Virtual Marching Tour of the American Revolutionary War

The Philadelphia Campaign: 1777

American colonies represented as pieces of a snake with the caption "join or die"

The Battle of Brandywine: — Part 6 of 10

Birmingham Meeting House

Meanwhile Brandywine Valley locals came to gawk at the British war machine. These included a group of Quakers who were holding their prayer meeting at a wheelwright's shop in Sconneltown. Two days earlier they had been evicted from their normal place of prayer, the Birmingham Meeting House, because Washington had taken over the building for use as an American hospital.

Some meeting members went back home to protect their families and farms; others watched in awe. Captivated by the sight of the British army, was a Quaker teenager named Joseph Townsend who would march among the British soldiers in the afternoon, watch the battle into dusk, and be pressed into triage service carrying wounded from the battlefield that night. Townsend observed that Cornwallis made "a brilliant and martial appearance," and Howe "was a large and portly man, of coarse features. He appeared to have lost his teeth, as his mouth had fallen in." [Read more of Townsend's observations on the battle and aftermath]

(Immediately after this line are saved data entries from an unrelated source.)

//! Constructors and derived data for the record types
//!
//! The types themselves live in `interface` so the presentation layer sees
//! one definition; everything computed from them lives here.

use chrono::{DateTime, Utc};
use sha2::{Digest, Sha256};

use crate::formats;
use crate::interface::{ClipboardEvent, ClipboardItem, DataItem, EventId, FormatTag, StoredRecord};

impl DataItem {
    pub fn new(format: impl Into<FormatTag>, payload: impl Into<Vec<u8>>) -> Self {
        Self {
            format: format.into(),
            payload: payload.into(),
        }
    }
}

impl ClipboardItem {
    pub fn new(representations: Vec<DataItem>) -> Self {
        Self { representations }
    }
}

impl ClipboardEvent {
    pub fn new(items: Vec<ClipboardItem>) -> Self {
        Self { items }
    }

    /// Single item offered only as UTF-8 plain text
    pub fn from_text(text: &str) -> Self {
        Self::new(vec![ClipboardItem::new(vec![DataItem::new(
            formats::UTF8_PLAIN_TEXT,
            text.as_bytes(),
        )])])
    }

    /// Total number of representations across all items
    pub fn representation_count(&self) -> usize {
        self.items.iter().map(|item| item.representations.len()).sum()
    }

    /// SHA-256 hex digest over the ordered items and representations.
    ///
    /// Every field is length-prefixed so that different splits of the same
    /// bytes never collide. Order-sensitive: reordering items changes the hash.
    pub fn content_hash(&self) -> String {
        let mut hasher = Sha256::new();
        hasher.update((self.items.len() as u64).to_le_bytes());
        for item in &self.items {
            hasher.update((item.representations.len() as u64).to_le_bytes());
            for rep in &item.representations {
                let tag = rep.format.as_str().as_bytes();
                hasher.update((tag.len() as u64).to_le_bytes());
                hasher.update(tag);
                hasher.update((rep.payload.len() as u64).to_le_bytes());
                hasher.update(&rep.payload);
            }
        }
        format!("{:x}", hasher.finalize())
    }
}

impl StoredRecord {
    pub fn new(id: EventId, event: ClipboardEvent, captured_at: DateTime<Utc>) -> Self {
        let content_hash = event.content_hash();
        Self {
            id,
            event,
            captured_at,
            content_hash,
        }
    }

    /// True if `event` is byte-for-byte the content of this record
    pub fn has_content(&self, content_hash: &str, event: &ClipboardEvent) -> bool {
        self.content_hash == content_hash && &self.event == event
    }

    /// One-line text preview for list display
    pub fn preview(&self, max_chars: usize) -> String {
        formats::preview(&self.event, max_chars)
    }
}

After their teabreak, the British broke their column into an eight-pronged attack in which they hoped to either outflank or overrun the American line. Meanwhile the Americans had tried to form a solid defensive line with the center at the heights around Birmingham Meeting House. They were thwarted in this attempt, in part because General Sullivan had marched his troops too far north and left a gap in the American line. Further complicating matters, was the behavior of a proud French Brigadier General named Prudhomme DeBorre who insisted that he be given the position of honor of commanding the right of General Sullivan's Division. Parts of the American line were in disarray. The British launched a furious attack. The British scooped up several artillery pieces along the way.

While the Continental Army fought valiantly, the British attack was too overwhelming, and the Americans had to fall back to new defensive line 400 yards to the southwest.